General Manager of the China National Nuclear Corporation
- In office 2018–2024

Personal details
- Born: June 1963 (age 63) Qidong, Jiangsu, China
- Party: Chinese Communist Party (1989-2026, expelled)
- Alma mater: Shanghai Jiaotong University

= Gu Jun (born 1963) =

Chinese executive and politician (born 1963)

Gu Jun (顾军; born June 1963) is a former Chinese executive and politician, who served as the general manager of the China National Nuclear Corporation (CNNC) from 2018 to 2024.

==Career==
Gu was born in Qidong, Jiangsu in June 1963. He graduated from Shanghai Jiaotong University in 1983, where he majored in nuclear power and engineering. He joined the Chinese Communist Party (CCP) in April 1989.

Gu previously served as the general manager of Sanmen Nuclear Power Co., Ltd., and the general manager of the State Nuclear Power Technology Corporation. In 2015, he served as the deputy party secretary of the China Nuclear Engineering Corporation. He also served as the general manager and the president of the company.
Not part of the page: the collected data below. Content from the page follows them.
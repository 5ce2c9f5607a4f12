use std::time::Duration;

/// Exponential backoff used while no credential is active
#[derive(Debug, Clone)]
pub struct Backoff {
    initial: Duration,
    max: Duration,
    current: Duration,
}

impl Backoff {
    pub fn new(initial: Duration, max: Duration) -> Self {
        Self {
            initial,
            max,
            current: initial,
        }
    }

    /// Returns the next delay and doubles the one after, up to the cap
    pub fn next_delay(&mut self) -> Duration {
        let delay = self.current.min(self.max);
        self.current = self.current.saturating_mul(2).min(self.max);
        delay
    }

    pub fn reset(&mut self) {
        self.current = self.initial;
    }

    pub fn max(&self) -> Duration {
        self.max
    }
}
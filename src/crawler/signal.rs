//! Shared stop flag
//!
//! One flag is shared by the supervisor and every worker. The first stop
//! request wins and decides the terminal status; later requests are ignored.
//! Sleeps taken through the signal end early once it is raised.

use crate::state::StopReason;
use std::sync::atomic::{AtomicBool, Ordering};
use std::sync::{Mutex, PoisonError};
use std::time::Duration;
use tokio::sync::Notify;

#[derive(Debug, Default)]
pub struct StopSignal {
    stopped: AtomicBool,
    reason: Mutex<Option<StopReason>>,
    notify: Notify,
}

impl StopSignal {
    pub fn new() -> Self {
        Self::default()
    }

    /// Raises the flag with a reason
    ///
    /// Returns false if the signal was already raised.
    pub fn request(&self, reason: StopReason) -> bool {
        {
            let mut current = self.reason.lock().unwrap_or_else(PoisonError::into_inner);
            if current.is_some() {
                return false;
            }
            *current = Some(reason);
        }
        self.stopped.store(true, Ordering::SeqCst);
        self.notify.notify_waiters();
        true
    }

    pub fn is_stopped(&self) -> bool {
        self.stopped.load(Ordering::SeqCst)
    }

    /// The reason of the winning stop request
    pub fn reason(&self) -> Option<StopReason> {
        *self.reason.lock().unwrap_or_else(PoisonError::into_inner)
    }

    /// Sleeps for `duration` or until the signal is raised
    ///
    /// Returns true if the signal is raised when the sleep ends.
    pub async fn sleep(&self, duration: Duration) -> bool {
        let notified = self.notify.notified();
        tokio::pin!(notified);
        notified.as_mut().enable();

        if self.is_stopped() {
            return true;
        }

        tokio::select! {
            _ = &mut notified => true,
            _ = tokio::time::sleep(duration) => self.is_stopped(),
        }
    }

    /// Waits until the signal is raised
    pub async fn wait(&self) {
        loop {
            let notified = self.notify.notified();
            tokio::pin!(notified);
            notified.as_mut().enable();

            if self.is_stopped() {
                return;
            }
            notified.await;
        }
    }
}

/// Handle used to cancel a running crawl from outside
#[derive(Debug, Clone)]
pub struct StopHandle {
    signal: std::sync::Arc<StopSignal>,
}

impl StopHandle {
    pub(crate) fn new(signal: std::sync::Arc<StopSignal>) -> Self {
        Self { signal }
    }

    /// Requests a graceful stop; in-flight fetches finish first
    pub fn cancel(&self) -> bool {
        self.signal.request(StopReason::Cancelled)
    }

    pub fn is_stopped(&self) -> bool {
        self.signal.is_stopped()
    }
}
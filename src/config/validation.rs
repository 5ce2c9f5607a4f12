use crate::config::types::{
    Config, CredentialEntry, CredentialPolicy, CursorConfig, RetryConfig, SchedulerConfig,
    SnapshotConfig, StopConfig, TargetConfig,
};
use crate::ConfigError;
use std::collections::HashSet;
use url::Url;

/// Validates the entire configuration
pub fn validate(config: &Config) -> Result<(), ConfigError> {
    validate_target_config(&config.target)?;
    validate_scheduler_config(&config.scheduler)?;
    validate_credential_policy(&config.credentials)?;
    validate_cursor_config(&config.cursor)?;
    validate_stop_config(&config.stop)?;
    validate_retry_config(&config.retry)?;
    validate_snapshot_config(&config.snapshot)?;

    if config.storage.database_path.is_empty() {
        return Err(ConfigError::Validation(
            "database_path cannot be empty".to_string(),
        ));
    }

    validate_credential_entries(&config.credential_entries)?;
    Ok(())
}

fn validate_target_config(config: &TargetConfig) -> Result<(), ConfigError> {
    if config.key.trim().is_empty() {
        return Err(ConfigError::Validation(
            "target key cannot be empty".to_string(),
        ));
    }

    let url = Url::parse(&config.endpoint)
        .map_err(|e| ConfigError::InvalidUrl(format!("Invalid endpoint: {}", e)))?;
    if !matches!(url.scheme(), "http" | "https") {
        return Err(ConfigError::InvalidUrl(format!(
            "Endpoint '{}' must use http or https",
            config.endpoint
        )));
    }

    for (name, value) in [
        ("cursor_param", &config.cursor_param),
        ("page_size_param", &config.page_size_param),
        ("items_field", &config.items_field),
        ("id_field", &config.id_field),
        ("next_token_field", &config.next_token_field),
    ] {
        if value.is_empty() {
            return Err(ConfigError::Validation(format!("{} cannot be empty", name)));
        }
    }

    if config.request_timeout_secs == 0 {
        return Err(ConfigError::Validation(
            "request_timeout_secs must be >= 1".to_string(),
        ));
    }

    if config.max_items == Some(0) {
        return Err(ConfigError::Validation(
            "max_items must be >= 1 when set".to_string(),
        ));
    }

    Ok(())
}

fn validate_scheduler_config(config: &SchedulerConfig) -> Result<(), ConfigError> {
    if config.workers > 256 {
        return Err(ConfigError::Validation(format!(
            "workers must be between 0 and 256, got {}",
            config.workers
        )));
    }

    if config.page_size < 1 {
        return Err(ConfigError::Validation(format!(
            "page_size must be >= 1, got {}",
            config.page_size
        )));
    }

    Ok(())
}

fn validate_credential_policy(config: &CredentialPolicy) -> Result<(), ConfigError> {
    if config.window_secs == 0 {
        return Err(ConfigError::Validation(
            "window_secs must be >= 1".to_string(),
        ));
    }

    if config.max_requests_per_window < 1 {
        return Err(ConfigError::Validation(format!(
            "max_requests_per_window must be >= 1, got {}",
            config.max_requests_per_window
        )));
    }

    if config.rate_limit_penalty_secs < config.rate_limit_cooldown_secs {
        return Err(ConfigError::Validation(format!(
            "rate_limit_penalty_secs ({}) must be >= rate_limit_cooldown_secs ({})",
            config.rate_limit_penalty_secs, config.rate_limit_cooldown_secs
        )));
    }

    if config.failure_threshold < 1 {
        return Err(ConfigError::Validation(
            "failure_threshold must be >= 1".to_string(),
        ));
    }

    Ok(())
}

fn validate_cursor_config(config: &CursorConfig) -> Result<(), ConfigError> {
    if config.large_stride == 0 || config.small_stride == 0 {
        return Err(ConfigError::Validation(format!(
            "cursor strides must be >= 1, got large={} small={}",
            config.large_stride, config.small_stride
        )));
    }

    if config.manual_stall_pages < 1 {
        return Err(ConfigError::Validation(
            "manual_stall_pages must be >= 1".to_string(),
        ));
    }

    Ok(())
}

fn validate_stop_config(config: &StopConfig) -> Result<(), ConfigError> {
    if config.empty_threshold < 1 || config.stagnation_ticks < 1 {
        return Err(ConfigError::Validation(format!(
            "empty_threshold and stagnation_ticks must be >= 1, got {} and {}",
            config.empty_threshold, config.stagnation_ticks
        )));
    }

    if config.monitor_interval_ms < 10 {
        return Err(ConfigError::Validation(format!(
            "monitor_interval_ms must be >= 10ms, got {}ms",
            config.monitor_interval_ms
        )));
    }

    if config.backoff_initial_ms == 0 || config.backoff_max_secs == 0 {
        return Err(ConfigError::Validation(
            "backoff delays must be non-zero".to_string(),
        ));
    }

    Ok(())
}

fn validate_retry_config(config: &RetryConfig) -> Result<(), ConfigError> {
    if config.transient_attempts < 1 {
        return Err(ConfigError::Validation(
            "transient_attempts must be >= 1".to_string(),
        ));
    }

    Ok(())
}

fn validate_snapshot_config(config: &SnapshotConfig) -> Result<(), ConfigError> {
    if config.every_items == 0 || config.every_secs == 0 {
        return Err(ConfigError::Validation(
            "snapshot cadence must be non-zero".to_string(),
        ));
    }

    if config.final_attempts < 1 {
        return Err(ConfigError::Validation(
            "final_attempts must be >= 1".to_string(),
        ));
    }

    Ok(())
}

fn validate_credential_entries(entries: &[CredentialEntry]) -> Result<(), ConfigError> {
    let mut ids = HashSet::new();

    for entry in entries {
        if entry.id.trim().is_empty() {
            return Err(ConfigError::Validation(
                "credential id cannot be empty".to_string(),
            ));
        }

        if !ids.insert(entry.id.as_str()) {
            return Err(ConfigError::Validation(format!(
                "duplicate credential id '{}'",
                entry.id
            )));
        }

        match (&entry.token, &entry.token_env) {
            (Some(_), Some(_)) => {
                return Err(ConfigError::Validation(format!(
                    "credential '{}' sets both token and token_env",
                    entry.id
                )));
            }
            (None, None) => {
                return Err(ConfigError::Validation(format!(
                    "credential '{}' needs a token or token_env",
                    entry.id
                )));
            }
            _ => {}
        }

        if let Some(route) = &entry.route {
            Url::parse(route).map_err(|e| {
                ConfigError::InvalidUrl(format!(
                    "Invalid route for credential '{}': {}",
                    entry.id, e
                ))
            })?;
        }
    }

    Ok(())
}
//! Configuration module for Fleet-Crawl
//!
//! This module handles loading, parsing, and validating TOML configuration files.
//!
//! # Example
//!
//! ```no_run
//! use fleet_crawl::config::load_config;
//! use std::path::Path;
//!
//! let config = load_config(Path::new("crawl.toml")).unwrap();
//! println!("Crawling target: {}", config.target.key);
//! ```

mod parser;
mod types;
mod validation;

// Re-export types
pub use types::{
    Config, CredentialEntry, CredentialPolicy, CursorConfig, RetryConfig, SchedulerConfig,
    SnapshotConfig, StopConfig, StorageConfig, TargetConfig,
};

// Re-export parser functions
pub use parser::{compute_config_hash, load_config, load_config_with_hash, parse_config};
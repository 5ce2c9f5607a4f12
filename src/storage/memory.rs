//! In-process storage backend
//!
//! Keeps records and snapshots in memory and remembers every snapshot it was
//! asked to save. Failures can be injected to exercise the scheduler's
//! handling of an unavailable store.

use crate::state::ScheduleState;
use crate::storage::traits::{PersistenceGateway, StateStore, StorageError, StorageResult};
use crate::storage::Record;
use std::collections::{BTreeMap, HashMap};
use std::sync::atomic::{AtomicU32, Ordering};
use std::sync::{Mutex, MutexGuard, PoisonError};

#[derive(Default)]
pub struct MemoryStorage {
    records: Mutex<BTreeMap<(String, String), Record>>,
    states: Mutex<HashMap<String, ScheduleState>>,
    history: Mutex<Vec<ScheduleState>>,
    batch_writes: AtomicU32,
    failing_batches: AtomicU32,
    failing_saves: AtomicU32,
}

fn lock<T>(mutex: &Mutex<T>) -> MutexGuard<'_, T> {
    mutex.lock().unwrap_or_else(PoisonError::into_inner)
}

/// Consumes one injected failure, if any are left
fn take_failure(counter: &AtomicU32) -> bool {
    counter
        .fetch_update(Ordering::SeqCst, Ordering::SeqCst, |n| n.checked_sub(1))
        .is_ok()
}

impl MemoryStorage {
    pub fn new() -> Self {
        Self::default()
    }

    /// Seeds a snapshot as if a previous run had saved it
    pub fn with_state(state: ScheduleState) -> Self {
        let storage = Self::default();
        lock(&storage.states).insert(state.target_key.clone(), state);
        storage
    }

    /// Makes the next `n` batch writes fail
    pub fn fail_next_batches(&self, n: u32) {
        self.failing_batches.store(n, Ordering::SeqCst);
    }

    /// Makes the next `n` snapshot writes fail
    pub fn fail_next_saves(&self, n: u32) {
        self.failing_saves.store(n, Ordering::SeqCst);
    }

    pub fn record_count(&self, target_key: &str) -> usize {
        lock(&self.records)
            .keys()
            .filter(|(target, _)| target == target_key)
            .count()
    }

    pub fn record_ids(&self, target_key: &str) -> Vec<String> {
        lock(&self.records)
            .keys()
            .filter(|(target, _)| target == target_key)
            .map(|(_, id)| id.clone())
            .collect()
    }

    /// Number of successful `save_batch` calls
    pub fn batch_writes(&self) -> u32 {
        self.batch_writes.load(Ordering::SeqCst)
    }

    /// Every snapshot successfully saved, oldest first
    pub fn saved_states(&self) -> Vec<ScheduleState> {
        lock(&self.history).clone()
    }

    pub fn last_saved(&self) -> Option<ScheduleState> {
        lock(&self.history).last().cloned()
    }
}

impl PersistenceGateway for MemoryStorage {
    fn save_batch(&self, target_key: &str, records: &[Record]) -> StorageResult<()> {
        if take_failure(&self.failing_batches) {
            return Err(StorageError::Backend("injected batch failure".to_string()));
        }

        let mut stored = lock(&self.records);
        for record in records {
            stored.insert((target_key.to_string(), record.id.clone()), record.clone());
        }
        self.batch_writes.fetch_add(1, Ordering::SeqCst);
        Ok(())
    }
}

impl StateStore for MemoryStorage {
    fn load(&self, target_key: &str) -> StorageResult<Option<ScheduleState>> {
        Ok(lock(&self.states).get(target_key).cloned())
    }

    fn save(&self, target_key: &str, state: &ScheduleState) -> StorageResult<()> {
        if take_failure(&self.failing_saves) {
            return Err(StorageError::Backend("injected save failure".to_string()));
        }

        lock(&self.states).insert(target_key.to_string(), state.clone());
        lock(&self.history).push(state.clone());
        Ok(())
    }
}
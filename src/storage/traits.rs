//! Storage traits and error types
//!
//! The scheduler depends on two collaborators: a gateway that upserts scraped
//! records, and a store that snapshots and restores scheduler state. Both
//! must accept concurrent callers.

use crate::state::ScheduleState;
use crate::storage::Record;
use thiserror::Error;

/// Errors that can occur during storage operations
#[derive(Debug, Error)]
pub enum StorageError {
    #[error("SQLite error: {0}")]
    Sqlite(#[from] rusqlite::Error),

    #[error("Serialization error: {0}")]
    Serialization(#[from] serde_json::Error),

    #[error("IO error: {0}")]
    Io(#[from] std::io::Error),

    #[error("Storage backend error: {0}")]
    Backend(String),
}

/// Result type for storage operations
pub type StorageResult<T> = Result<T, StorageError>;

/// Batch upsert of scraped records
///
/// Implementations must be idempotent: saving a record that is already
/// stored updates it in place, keyed by target and item id.
pub trait PersistenceGateway: Send + Sync {
    fn save_batch(&self, target_key: &str, records: &[Record]) -> StorageResult<()>;
}

/// Durable snapshot and restore of scheduler state
pub trait StateStore: Send + Sync {
    /// Loads the last snapshot for a target, if any
    fn load(&self, target_key: &str) -> StorageResult<Option<ScheduleState>>;

    /// Replaces the snapshot for a target
    fn save(&self, target_key: &str, state: &ScheduleState) -> StorageResult<()>;
}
In 2018, Gu was appointed as the general manager of the CNNC. He resigned in 2024.

==Investigation==
On 19 January 2026, Gu was suspected of "serious violations of laws and regulations" by the Central Commission for Discipline Inspection (CCDI), the party's internal disciplinary body, and the National Supervisory Commission, the highest anti-corruption agency of China. Gu was expelled from the CCP on 25 July 2026.